So, what’s the next big thing in sustainable beauty? In March, Whole Foods, which has a trendy skin care section inside its grocery stores, released its 2021 Clean Beauty Trends forecast and something special caught our eye — upcycled beauty.
What is upcycled beauty?
"Upcycled products, made from ingredients that would have otherwise been waste, help to maximize the energy used to produce, transport and prepare that ingredient," Amy Jargo, Global Beauty Buyer at Whole Foods Market, told Shop TODAY. "We’re seeing more and more beauty products adapt this trend from [the] food industry."
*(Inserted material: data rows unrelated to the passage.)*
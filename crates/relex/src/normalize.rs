//! Canonicalization of rule specifications.
//!
//! Both input forms collapse into one ordered list of [`RuleEntry`] values:
//! immutable [`Rule`]s plus unresolved include markers. Defaults are applied
//! here, each rule's alternatives are sorted, and ill-formed descriptors are
//! rejected before compilation.

use std::sync::Arc;

use compact_str::CompactString;
use smallvec::SmallVec;

use crate::error::CompileError;
use crate::rules::{KindFn, MapAlt, MapEntry, Pattern, RuleDef, RuleList, RuleMap, RuleSpec, ValueFn};

/// State switch attached to a rule. At most one per rule.
#[derive(Debug, Clone, PartialEq, Eq)]
pub(crate) enum Transition {
    Push(CompactString),
    Pop(i64),
    Next(CompactString),
}

/// A normalized, immutable rule. Shared by reference between a state's
/// group list, its fast table and its error slot.
pub(crate) struct Rule {
    pub kind: CompactString,
    pub kind_fn: Option<KindFn>,
    pub value_fn: Option<ValueFn>,
    pub patterns: SmallVec<[Pattern; 4]>,
    pub line_breaks: bool,
    pub should_throw: bool,
    pub error: bool,
    pub fallback: bool,
    pub transition: Option<Transition>,
}

#[derive(Clone)]
pub(crate) enum RuleEntry {
    Rule(Arc<Rule>),
    Include(CompactString),
}

pub(crate) fn normalize(spec: RuleSpec) -> Result<Vec<RuleEntry>, CompileError> {
    match spec {
        RuleSpec::List(list) => normalize_list(list),
        RuleSpec::Map(map) => normalize_map(map),
    }
}

fn normalize_list(list: RuleList) -> Result<Vec<RuleEntry>, CompileError> {
    let mut out = Vec::with_capacity(list.0.len());
    for (index, def) in list.0.into_iter().enumerate() {
        if let Some(state) = def.include.clone() {
            if !def.patterns.is_empty() {
                return Err(CompileError::IncludeWithPatterns { state });
            }
            out.push(RuleEntry::Include(state));
            continue;
        }
        let Some(kind) = def.kind_name.clone() else {
            return Err(CompileError::MissingKind { index });
        };
        out.push(RuleEntry::Rule(Arc::new(finish_rule(kind, def)?)));
    }
    Ok(out)
}

fn normalize_map(map: RuleMap) -> Result<Vec<RuleEntry>, CompileError> {
    let mut out = Vec::new();
    for entry in map.entries {
        match entry {
            MapEntry::Include(state) => out.push(RuleEntry::Include(state)),
            MapEntry::Rule(kind, val) => {
                // Each contiguous run of plain alternatives aggregates into
                // one rule, flushed before any descriptor override.
                let mut plain: Vec<Pattern> = Vec::new();
                for alt in val.0 {
                    match alt {
                        MapAlt::Pattern(pattern) => plain.push(pattern),
                        MapAlt::Def(def) => {
                            if !plain.is_empty() {
                                out.push(RuleEntry::Rule(Arc::new(plain_rule(
                                    &kind,
                                    std::mem::take(&mut plain),
                                )?)));
                            }
                            out.push(RuleEntry::Rule(Arc::new(map_rule(&kind, def)?)));
                        }
                    }
                }
                if !plain.is_empty() {
                    out.push(RuleEntry::Rule(Arc::new(plain_rule(&kind, plain)?)));
                }
            }
        }
    }
    Ok(out)
}

fn plain_rule(kind: &CompactString, patterns: Vec<Pattern>) -> Result<Rule, CompileError> {
    finish_rule(
        kind.clone(),
        RuleDef {
            patterns,
            ..RuleDef::default()
        },
    )
}

fn map_rule(kind: &CompactString, def: RuleDef) -> Result<Rule, CompileError> {
    if let Some(state) = def.include.clone() {
        return Err(CompileError::IncludeWithPatterns { state });
    }
    if let Some(name) = def.kind_name.clone() {
        // The key already names the kind; a per-match override must be a
        // transform function. Restating the key itself is tolerated.
        if name != *kind {
            return Err(CompileError::StaticKindOverride {
                token: kind.clone(),
                name,
            });
        }
    }
    finish_rule(kind.clone(), def)
}

fn finish_rule(kind: CompactString, def: RuleDef) -> Result<Rule, CompileError> {
    let transition = transition_of(&kind, &def)?;
    if def.error && def.fallback {
        return Err(CompileError::ErrorFallbackExclusive { token: kind });
    }
    let mut patterns: SmallVec<[Pattern; 4]> = def.patterns.into_iter().collect();
    sort_patterns(&mut patterns);
    Ok(Rule {
        line_breaks: def.line_breaks.unwrap_or(def.error || def.fallback),
        kind,
        kind_fn: def.kind_fn,
        value_fn: def.value_fn,
        patterns,
        should_throw: def.should_throw,
        error: def.error,
        fallback: def.fallback,
        transition,
    })
}

fn transition_of(kind: &CompactString, def: &RuleDef) -> Result<Option<Transition>, CompileError> {
    let mut transition = None;
    let mut modes = 0;
    if let Some(state) = &def.push {
        transition = Some(Transition::Push(state.clone()));
        modes += 1;
    }
    if let Some(n) = def.pop {
        transition = Some(Transition::Pop(n));
        modes += 1;
    }
    if let Some(state) = &def.next {
        transition = Some(Transition::Next(state.clone()));
        modes += 1;
    }
    if modes > 1 {
        return Err(CompileError::TransitionConflict { token: kind.clone() });
    }
    Ok(transition)
}

/// Within one rule: regex alternatives first, then literals from longest to
/// shortest. Stable, and never applied across rules.
fn sort_patterns(patterns: &mut [Pattern]) {
    patterns.sort_by(|a, b| match (a, b) {
        (Pattern::Literal(a), Pattern::Literal(b)) => b.len().cmp(&a.len()),
        _ => b.is_regex().cmp(&a.is_regex()),
    });
}
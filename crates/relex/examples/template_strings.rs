//! A template-string tokenizer: plain text is swallowed by a fallback rule
//! until an interpolation marker pushes into the expression state.
//!
//! ```sh
//! cargo run --example template_strings
//! ```

use relex::{states, Pattern, RuleDef, RuleMap, StateSet};

fn main() -> Result<(), Box<dyn std::error::Error>> {
    let mut lexer = states(
        StateSet::new()
            .state(
                "template",
                RuleMap::new()
                    .rule("interp", RuleDef::matching("${").push("expr"))
                    .rule("chunk", relex::fallback()),
            )
            .state(
                "expr",
                RuleMap::new()
                    .rule("ws", Pattern::regex(" +"))
                    .rule("name", Pattern::regex("[a-z_]+"))
                    .rule("rbrace", RuleDef::matching("}").pop(1)),
            ),
    )?;

    let input = "Dear ${name}, your order ${order_id} has shipped.\n";
    for token in lexer.tokenize(input)? {
        println!("[{}] {:?}", token.kind, token.value);
    }
    Ok(())
}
With all of the buzzwords in beauty however, it can be hard to know where to look for the products that are actually keeping true to their claims. The result? The birth of a new trend.
"To create our trends lists each year our Whole Foods Market trends council scours the globe for the newest ingredients and trends in food, beauty, and wellness," Jargo said. "We leverage consumer insights, the expertise of the brands we carry, trade shows and more to identify the hottest new trends and ingredients."
Anna Brightman, co-Founder of UpCircle Beauty, one of the brands pioneering the upcycled beauty movement explains it starts by re-evaluating how we view waste.
"The by-product beauty movement is still in its infancy but growing fast. It is such an exciting space to be operating in," Brightman told Shop TODAY. "Think: ‘it is only waste, once it is wasted.' Once we stop seeing things as waste but rather as resources, the status quo will change quickly."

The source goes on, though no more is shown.